### WHAT THE TASK REQUIRES
Isolate every line in the data with the string "GraphNode" and copy it.

Collected data entries
__________________________________________________

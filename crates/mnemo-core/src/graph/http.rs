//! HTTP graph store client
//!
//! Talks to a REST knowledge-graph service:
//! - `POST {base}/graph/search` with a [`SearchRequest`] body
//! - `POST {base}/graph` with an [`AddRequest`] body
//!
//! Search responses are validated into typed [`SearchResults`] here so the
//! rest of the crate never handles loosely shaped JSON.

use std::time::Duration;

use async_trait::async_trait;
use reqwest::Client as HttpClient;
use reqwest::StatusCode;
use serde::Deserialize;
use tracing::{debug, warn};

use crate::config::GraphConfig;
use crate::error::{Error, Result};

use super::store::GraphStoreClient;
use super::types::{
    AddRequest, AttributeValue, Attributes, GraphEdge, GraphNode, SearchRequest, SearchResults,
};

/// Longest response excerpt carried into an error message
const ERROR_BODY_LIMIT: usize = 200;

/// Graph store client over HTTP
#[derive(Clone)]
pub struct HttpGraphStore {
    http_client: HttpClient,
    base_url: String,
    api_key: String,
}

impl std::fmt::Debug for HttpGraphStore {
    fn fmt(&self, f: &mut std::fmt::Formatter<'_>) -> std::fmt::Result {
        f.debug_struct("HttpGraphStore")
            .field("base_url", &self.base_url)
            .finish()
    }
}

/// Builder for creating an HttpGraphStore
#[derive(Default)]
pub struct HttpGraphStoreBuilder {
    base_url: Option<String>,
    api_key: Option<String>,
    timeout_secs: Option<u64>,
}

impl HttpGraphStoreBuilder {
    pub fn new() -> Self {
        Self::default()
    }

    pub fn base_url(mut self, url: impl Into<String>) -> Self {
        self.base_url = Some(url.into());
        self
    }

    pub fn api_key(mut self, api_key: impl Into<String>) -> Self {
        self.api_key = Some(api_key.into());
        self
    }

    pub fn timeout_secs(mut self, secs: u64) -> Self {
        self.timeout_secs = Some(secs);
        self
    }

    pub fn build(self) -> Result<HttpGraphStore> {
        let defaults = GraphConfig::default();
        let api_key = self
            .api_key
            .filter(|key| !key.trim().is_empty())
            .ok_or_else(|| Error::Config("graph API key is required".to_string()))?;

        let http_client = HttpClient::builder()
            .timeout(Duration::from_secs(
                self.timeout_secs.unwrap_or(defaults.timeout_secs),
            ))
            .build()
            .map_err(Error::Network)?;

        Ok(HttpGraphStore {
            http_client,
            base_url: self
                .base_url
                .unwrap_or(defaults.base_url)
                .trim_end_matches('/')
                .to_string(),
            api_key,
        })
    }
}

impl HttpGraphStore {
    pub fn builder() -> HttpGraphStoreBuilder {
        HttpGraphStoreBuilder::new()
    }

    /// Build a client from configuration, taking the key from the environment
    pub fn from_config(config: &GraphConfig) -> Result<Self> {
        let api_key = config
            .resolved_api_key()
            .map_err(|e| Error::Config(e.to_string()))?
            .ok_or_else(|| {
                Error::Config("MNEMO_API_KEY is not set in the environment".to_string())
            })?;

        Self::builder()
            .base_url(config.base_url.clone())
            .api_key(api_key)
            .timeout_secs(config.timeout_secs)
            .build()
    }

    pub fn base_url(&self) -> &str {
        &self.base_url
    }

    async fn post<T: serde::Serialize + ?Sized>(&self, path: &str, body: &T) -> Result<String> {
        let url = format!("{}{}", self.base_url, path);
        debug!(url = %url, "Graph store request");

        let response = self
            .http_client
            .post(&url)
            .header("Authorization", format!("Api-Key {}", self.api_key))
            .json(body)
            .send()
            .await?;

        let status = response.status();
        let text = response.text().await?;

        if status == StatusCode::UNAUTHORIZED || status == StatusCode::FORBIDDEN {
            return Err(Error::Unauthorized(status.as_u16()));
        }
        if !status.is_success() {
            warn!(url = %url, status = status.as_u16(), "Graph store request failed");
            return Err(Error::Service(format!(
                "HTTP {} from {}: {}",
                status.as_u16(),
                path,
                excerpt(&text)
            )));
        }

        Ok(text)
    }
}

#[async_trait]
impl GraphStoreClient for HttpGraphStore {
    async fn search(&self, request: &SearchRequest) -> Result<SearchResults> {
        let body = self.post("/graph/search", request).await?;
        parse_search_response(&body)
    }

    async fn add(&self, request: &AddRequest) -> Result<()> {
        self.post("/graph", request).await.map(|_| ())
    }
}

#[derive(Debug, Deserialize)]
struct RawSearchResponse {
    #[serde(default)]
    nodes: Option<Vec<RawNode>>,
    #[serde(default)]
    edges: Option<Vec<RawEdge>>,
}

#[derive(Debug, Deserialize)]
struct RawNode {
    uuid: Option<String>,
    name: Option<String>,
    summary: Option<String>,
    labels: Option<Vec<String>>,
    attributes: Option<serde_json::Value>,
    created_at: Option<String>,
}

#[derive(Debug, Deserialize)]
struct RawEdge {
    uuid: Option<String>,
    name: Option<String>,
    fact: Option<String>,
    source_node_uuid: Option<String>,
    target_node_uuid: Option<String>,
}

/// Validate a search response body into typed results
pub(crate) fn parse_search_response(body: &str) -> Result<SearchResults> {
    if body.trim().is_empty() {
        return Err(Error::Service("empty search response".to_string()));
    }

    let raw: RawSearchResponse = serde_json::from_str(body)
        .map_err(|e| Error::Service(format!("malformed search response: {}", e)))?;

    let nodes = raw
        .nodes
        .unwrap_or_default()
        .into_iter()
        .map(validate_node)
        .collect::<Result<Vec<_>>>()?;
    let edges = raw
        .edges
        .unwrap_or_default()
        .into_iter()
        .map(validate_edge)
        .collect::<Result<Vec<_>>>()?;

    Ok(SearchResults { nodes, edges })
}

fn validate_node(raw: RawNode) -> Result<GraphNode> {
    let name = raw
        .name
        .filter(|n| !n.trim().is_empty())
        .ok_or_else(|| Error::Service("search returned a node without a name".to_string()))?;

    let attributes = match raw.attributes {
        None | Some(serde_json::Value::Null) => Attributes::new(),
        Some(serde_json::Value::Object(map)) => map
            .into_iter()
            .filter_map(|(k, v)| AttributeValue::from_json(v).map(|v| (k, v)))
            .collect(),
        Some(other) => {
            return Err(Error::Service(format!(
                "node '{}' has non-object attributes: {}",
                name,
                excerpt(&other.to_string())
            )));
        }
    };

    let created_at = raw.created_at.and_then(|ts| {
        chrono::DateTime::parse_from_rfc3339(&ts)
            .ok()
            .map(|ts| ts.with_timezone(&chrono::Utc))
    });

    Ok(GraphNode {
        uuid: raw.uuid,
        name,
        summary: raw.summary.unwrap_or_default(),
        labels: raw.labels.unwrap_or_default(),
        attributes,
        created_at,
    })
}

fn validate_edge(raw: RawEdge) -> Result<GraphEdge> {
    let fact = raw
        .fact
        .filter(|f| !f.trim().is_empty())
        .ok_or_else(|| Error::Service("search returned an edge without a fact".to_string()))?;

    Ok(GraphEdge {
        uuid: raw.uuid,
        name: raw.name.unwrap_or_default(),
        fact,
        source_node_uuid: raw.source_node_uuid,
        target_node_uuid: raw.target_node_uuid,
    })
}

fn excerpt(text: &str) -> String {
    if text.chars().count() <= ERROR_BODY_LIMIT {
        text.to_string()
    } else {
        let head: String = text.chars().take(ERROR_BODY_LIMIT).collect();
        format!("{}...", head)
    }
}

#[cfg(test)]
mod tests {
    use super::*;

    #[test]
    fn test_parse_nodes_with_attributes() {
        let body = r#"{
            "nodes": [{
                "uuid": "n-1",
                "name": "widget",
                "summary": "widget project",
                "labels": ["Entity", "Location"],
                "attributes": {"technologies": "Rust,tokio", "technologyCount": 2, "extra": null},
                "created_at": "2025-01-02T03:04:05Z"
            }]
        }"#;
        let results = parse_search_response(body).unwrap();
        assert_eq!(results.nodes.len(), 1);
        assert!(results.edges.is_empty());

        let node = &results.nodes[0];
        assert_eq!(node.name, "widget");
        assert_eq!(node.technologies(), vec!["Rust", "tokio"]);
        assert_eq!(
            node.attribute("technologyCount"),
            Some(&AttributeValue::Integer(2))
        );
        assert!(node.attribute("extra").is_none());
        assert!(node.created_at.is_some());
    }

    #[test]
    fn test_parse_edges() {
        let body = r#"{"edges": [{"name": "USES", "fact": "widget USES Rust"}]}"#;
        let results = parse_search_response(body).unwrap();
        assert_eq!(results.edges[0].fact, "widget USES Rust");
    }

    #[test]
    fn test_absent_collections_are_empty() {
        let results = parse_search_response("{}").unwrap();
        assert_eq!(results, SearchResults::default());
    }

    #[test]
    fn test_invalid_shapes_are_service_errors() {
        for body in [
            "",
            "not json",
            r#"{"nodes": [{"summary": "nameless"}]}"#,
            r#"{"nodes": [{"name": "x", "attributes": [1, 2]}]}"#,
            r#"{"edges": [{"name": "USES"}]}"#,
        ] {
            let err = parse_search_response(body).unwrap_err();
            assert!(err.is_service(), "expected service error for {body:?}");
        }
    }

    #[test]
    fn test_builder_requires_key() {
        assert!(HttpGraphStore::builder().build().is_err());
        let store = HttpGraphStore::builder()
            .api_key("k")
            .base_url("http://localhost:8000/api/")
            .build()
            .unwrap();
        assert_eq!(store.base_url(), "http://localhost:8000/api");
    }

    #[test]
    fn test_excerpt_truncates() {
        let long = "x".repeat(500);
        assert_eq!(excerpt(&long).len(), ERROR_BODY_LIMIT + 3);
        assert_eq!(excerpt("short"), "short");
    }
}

__________________________________________________

### ANSWER BOX
    AddRequest, AttributeValue, Attributes, GraphEdge, GraphNode, SearchRequest, SearchResults,
fn validate_node(raw: RawNode) -> Result<GraphNode> {
    Ok(GraphNode {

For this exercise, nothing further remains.